Konkritnya, Kementerian Perindustrian (Kemenperin) tahun depan bakal menerapkan program restrukturisasi mesin, untuk mengangkat dan memberdayakan industri mebel dan kerajinan di Tanah Air. Termasuk meningkatkan nilai ekspornya.
Himpunan Industri Mebel dan Kerajinan Indonesia (HIMKI) menyambut baik upaya pemerintah tersebut dan optimistis dengan program restrukturisasi mesin tersebut akan mampu mengangkat martabat industri mebel dalam negeri ke mancanegara.
“Saya bisa memastikan tahun depan Kemenperin sudah pasti akan mengalokasikan anggaran untuk subsidi restrukturisasi mesin industri mebel dan kerajinan dari Anggaran Pendapatan dan Belanja Negara (APBN). Sehingga dengan begitu, industri ini mampu tumbuh lebih cepat lagi,” kata Wakil Ketua Umum HIMKI, Abdul Sobur, pada suatu kesempatan.
Saat di konfirmasi pada Direktur Industri Hasil Hutan dan Perkebunan Kemenperin, Edy Sutopo, membenarkan ihwal bakal dikucurkannya anggaran untuk program restrukturisasi mesin industri mebel dan kerajinan pada 2018 mendatang tersebut.
“Program restrukturisasi mesin tersebut bentuknya bantuan keringanan investasi untuk industri furnitur. Di mana sampai saat ini pihak Kementerian Perencanaan Pembangunan Nasional dan Badan Perencanaan Pembangunan Nasional (Kementerian PPN/Bappenas) sudah menyetujui adanya program dimaksud,” ungkp Edy kepada tabloidmaritim.com, baru-baru ini.
Untuk kelanjutan program restrukturisasi mesin tersebut, kini pihak Kementerian Keuangan tengah menyiapkan segala sesuatunya, termasuk menyiapkan peraturan menterinya.
“Saat ini, peraturan menterinya sedang disiapkan, yang mana rencana sosialisasinya akan dimulai pada Maret 2018 mendatang. Artinya, setelah hasil lelang Lembaga Penilai Independen/Lembaga Pelaksana Program akan membantu kami dalam memproses permohonan tersebut. Adapun anggaran yang sudah disepakati akan dikucurkan pemerintah sebesar Rp7 miliar,” ujarnya.

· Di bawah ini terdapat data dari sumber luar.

//! Authentication against the static allow-list, and the login session
//!
//! This is a convenience gate for a shared shop computer, not a security
//! boundary: PINs are compared in plain text.

use std::sync::Arc;

use shared::{AuthorizedUser, User};

use crate::error::{AppError, AppResult};
use crate::storage::BlobStore;

/// Authentication service
#[derive(Clone)]
pub struct AuthService {
    users: Vec<AuthorizedUser>,
}

impl AuthService {
    pub fn new(users: Vec<AuthorizedUser>) -> Self {
        Self { users }
    }

    /// Check an email/PIN pair against the allow-list
    pub fn login(&self, email: &str, pin: &str) -> AppResult<User> {
        self.users
            .iter()
            .find(|u| u.matches(email.trim(), pin))
            .map(AuthorizedUser::to_user)
            .ok_or(AppError::InvalidCredentials)
    }
}

/// The logged-in user, persisted between runs under the session key.
///
/// Loaded once at startup and handed to every command; cleared on logout.
pub struct Session {
    store: Arc<dyn BlobStore>,
    key: String,
    user: Option<User>,
}

impl Session {
    /// Restore the session saved by a previous run, if any
    pub fn load(store: Arc<dyn BlobStore>, key: impl Into<String>) -> Self {
        let key = key.into();
        let user = match store.get(&key) {
            Ok(Some(blob)) => match serde_json::from_str::<User>(&blob) {
                Ok(user) => Some(user),
                Err(e) => {
                    tracing::warn!("Discarding unreadable session: {}", e);
                    None
                }
            },
            Ok(None) => None,
            Err(e) => {
                tracing::error!("Error loading session: {}", e);
                None
            }
        };

        Self { store, key, user }
    }

    pub fn user(&self) -> Option<&User> {
        self.user.as_ref()
    }

    pub fn require_user(&self) -> AppResult<&User> {
        self.user.as_ref().ok_or(AppError::NotAuthenticated)
    }

    /// Record a successful login
    pub fn start(&mut self, user: User) -> AppResult<()> {
        self.store.set(&self.key, &serde_json::to_string(&user)?)?;
        tracing::info!(email = %user.email, "Logged in");
        self.user = Some(user);
        Ok(())
    }

    /// Log out and forget the saved session
    pub fn end(&mut self) -> AppResult<()> {
        self.store.remove(&self.key)?;
        if let Some(user) = self.user.take() {
            tracing::info!(email = %user.email, "Logged out");
        }
        Ok(())
    }
}
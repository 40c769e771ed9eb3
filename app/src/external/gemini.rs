//! Gemini Client
//!
//! Client for the Google generative language `generateContent` endpoint.

use std::time::Duration;

use reqwest::Client;
use serde::{Deserialize, Serialize};

use crate::config::AssistantConfig;
use crate::error::{AppError, AppResult};
use crate::services::LanguageModel;

/// Client for the generative language API
#[derive(Clone)]
pub struct GeminiClient {
    api_endpoint: String,
    api_key: String,
    model: String,
    thinking_budget: u32,
    http_client: Client,
}

/// Request body of `generateContent`
#[derive(Debug, Serialize)]
#[serde(rename_all = "camelCase")]
pub struct GenerateContentRequest {
    pub contents: Vec<Content>,
    pub generation_config: GenerationConfig,
}

#[derive(Debug, Serialize, Deserialize, Default)]
pub struct Content {
    #[serde(default)]
    pub parts: Vec<Part>,
}

#[derive(Debug, Serialize, Deserialize)]
pub struct Part {
    #[serde(default)]
    pub text: Option<String>,
}

#[derive(Debug, Serialize)]
#[serde(rename_all = "camelCase")]
pub struct GenerationConfig {
    pub thinking_config: ThinkingConfig,
}

#[derive(Debug, Serialize)]
#[serde(rename_all = "camelCase")]
pub struct ThinkingConfig {
    pub thinking_budget: u32,
}

/// Response of `generateContent`
#[derive(Debug, Deserialize, Default)]
pub struct GenerateContentResponse {
    #[serde(default)]
    pub candidates: Vec<Candidate>,
}

#[derive(Debug, Deserialize)]
pub struct Candidate {
    #[serde(default)]
    pub content: Content,
}

impl GenerateContentResponse {
    /// Text parts of the first candidate, joined
    pub fn text(&self) -> String {
        self.candidates
            .first()
            .map(|c| {
                c.content
                    .parts
                    .iter()
                    .filter_map(|p| p.text.as_deref())
                    .collect::<String>()
            })
            .unwrap_or_default()
    }
}

impl GeminiClient {
    /// Create a new client
    pub fn new(config: &AssistantConfig) -> AppResult<Self> {
        let http_client = Client::builder()
            .timeout(Duration::from_secs(config.timeout_secs))
            .build()
            .map_err(|e| AppError::Configuration(format!("Failed to create HTTP client: {}", e)))?;

        Ok(Self {
            api_endpoint: config.endpoint.trim_end_matches('/').to_string(),
            api_key: config.api_key.clone(),
            model: config.model.clone(),
            thinking_budget: config.thinking_budget,
            http_client,
        })
    }

    fn url(&self) -> String {
        format!("{}/models/{}:generateContent", self.api_endpoint, self.model)
    }

    /// Send a prompt and return the raw response
    pub async fn generate_content(&self, prompt: &str) -> AppResult<GenerateContentResponse> {
        if self.api_key.is_empty() {
            return Err(AppError::Configuration(
                "assistant.api_key is not set".to_string(),
            ));
        }

        let request = GenerateContentRequest {
            contents: vec![Content {
                parts: vec![Part {
                    text: Some(prompt.to_string()),
                }],
            }],
            generation_config: GenerationConfig {
                thinking_config: ThinkingConfig {
                    thinking_budget: self.thinking_budget,
                },
            },
        };

        let response = self
            .http_client
            .post(self.url())
            .header("x-goog-api-key", &self.api_key)
            .header("Content-Type", "application/json")
            .json(&request)
            .send()
            .await
            .map_err(|e| AppError::Assistant(format!("Request failed: {}", e)))?;

        if !response.status().is_success() {
            let status = response.status();
            let body = response
                .text()
                .await
                .unwrap_or_else(|_| "Unknown error".to_string());
            return Err(AppError::Assistant(format!(
                "API returned {}: {}",
                status, body
            )));
        }

        response
            .json()
            .await
            .map_err(|e| AppError::Assistant(format!("Failed to parse response: {}", e)))
    }
}

impl LanguageModel for GeminiClient {
    async fn generate(&self, prompt: &str) -> AppResult<String> {
        Ok(self.generate_content(prompt).await?.text())
    }
}
//! Error handling for Boom Art Sales
//!
//! Every error carries an English message for logs and a Spanish message
//! for the person at the counter.

use serde::Serialize;
use shared::FieldError;
use thiserror::Error;

/// Application error types
#[derive(Error, Debug)]
pub enum AppError {
    // Authentication errors
    #[error("Invalid credentials")]
    InvalidCredentials,

    #[error("Not logged in")]
    NotAuthenticated,

    // Validation errors
    #[error("Validation error: {message}")]
    Validation {
        field: String,
        message: String,
        message_es: String,
    },

    #[error("Resource not found: {0}")]
    NotFound(String),

    // Collaborator errors
    #[error("Storage error: {0}")]
    Storage(String),

    #[error("Assistant error: {0}")]
    Assistant(String),

    #[error("Export error: {0}")]
    Export(String),

    #[error("Configuration error: {0}")]
    Configuration(String),
}

/// Error detail shown to the user
#[derive(Debug, Serialize)]
pub struct ErrorDetail {
    pub code: String,
    pub message_en: String,
    pub message_es: String,
    #[serde(skip_serializing_if = "Option::is_none")]
    pub field: Option<String>,
}

impl AppError {
    pub fn detail(&self) -> ErrorDetail {
        let (code, message_es, field) = match self {
            AppError::InvalidCredentials => (
                "INVALID_CREDENTIALS",
                "Credenciales incorrectas".to_string(),
                None,
            ),
            AppError::NotAuthenticated => (
                "NOT_AUTHENTICATED",
                "Debes ingresar primero (boom-sales login)".to_string(),
                None,
            ),
            AppError::Validation {
                field, message_es, ..
            } => ("VALIDATION_ERROR", message_es.clone(), Some(field.clone())),
            AppError::NotFound(resource) => {
                ("NOT_FOUND", format!("No se encontró {}", resource), None)
            }
            AppError::Storage(msg) => (
                "STORAGE_ERROR",
                format!("Error de almacenamiento: {}", msg),
                None,
            ),
            AppError::Assistant(_) => (
                "ASSISTANT_ERROR",
                "Hubo un error al conectar con el asistente inteligente.".to_string(),
                None,
            ),
            AppError::Export(msg) => (
                "EXPORT_ERROR",
                format!("No se pudo exportar: {}", msg),
                None,
            ),
            AppError::Configuration(msg) => (
                "CONFIGURATION_ERROR",
                format!("Error de configuración: {}", msg),
                None,
            ),
        };

        ErrorDetail {
            code: code.to_string(),
            message_en: self.to_string(),
            message_es,
            field,
        }
    }

    pub fn message_es(&self) -> String {
        self.detail().message_es
    }
}

impl From<FieldError> for AppError {
    fn from(err: FieldError) -> Self {
        let message_es = match (err.field.as_str(), err.code.as_str()) {
            ("buyer_phone", _) => "El teléfono debe tener 9 dígitos".to_string(),
            ("buyer_name", _) => "El nombre del cliente es obligatorio".to_string(),
            ("product", _) => "El producto es obligatorio".to_string(),
            ("date", "required") => "La fecha es obligatoria".to_string(),
            ("date", _) => "La fecha debe tener el formato AAAA-MM-DD".to_string(),
            ("price", "required") => "El precio es obligatorio".to_string(),
            ("price", _) | ("cost", _) => "Los montos no pueden ser negativos".to_string(),
            _ => format!("Dato inválido: {}", err.field),
        };

        AppError::Validation {
            field: err.field,
            message: err.message,
            message_es,
        }
    }
}

impl From<serde_json::Error> for AppError {
    fn from(err: serde_json::Error) -> Self {
        AppError::Storage(format!("JSON error: {}", err))
    }
}

impl From<std::io::Error> for AppError {
    fn from(err: std::io::Error) -> Self {
        AppError::Storage(err.to_string())
    }
}

impl From<config::ConfigError> for AppError {
    fn from(err: config::ConfigError) -> Self {
        AppError::Configuration(err.to_string())
    }
}

/// Result type alias for services and commands
pub type AppResult<T> = Result<T, AppError>;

Menjawab soal kapan waktu pengucuran anggaran dimaksud, Edy menjawab, pengucuran anggaran 2018 tersebut akan dimulai setelah melalui proses verifikasi dokumen dan peninjauan alat di lapangan.
Diutarakan, sebenarnya usulan program restrukturisasi mesin industri furnitur ini sudah mulai dilakukan beberapa tahun lalu, tapi baru disetujui oleh Bappenas mulai 2018 mendatang.
Di mana tujuannya, tambahn Edy, untuk meningkatkan kapasitas terpasang nasional. Produktivitas atau efisiensi dan konsistensi mutu produk.
Pada kesempatan terpisah, Sobur menjelaskan, peremajaan mesin-mesin pada industri mebel dan kerajinan sudah sangat mendesak dilakukan. Dengan adanya program restrukturisasi mesin ini tujuan agar kapasitas industri bisa bertambah lewat dukungan teknologi yang mumpuni.
Karena, lanjutnya, mesin-mesin berteknologi canggih dan berpresisi tinggi sudah waktunya dimiliki oleh industri mebel ke depannya. Terutama dalam rangka merebut daya saing dan kapasitas terpasang nasional.
“Terserah kita nanti mau membeli mesin-mesin dari Jerman, China, Taiwan atau Jepang. Sebab tanpa teknologi, saya pikir daya saing kita tidak akan tercapai, yang ujungnya target ekspor US$5 miliar juga tidak akan tercapai,” pintanya.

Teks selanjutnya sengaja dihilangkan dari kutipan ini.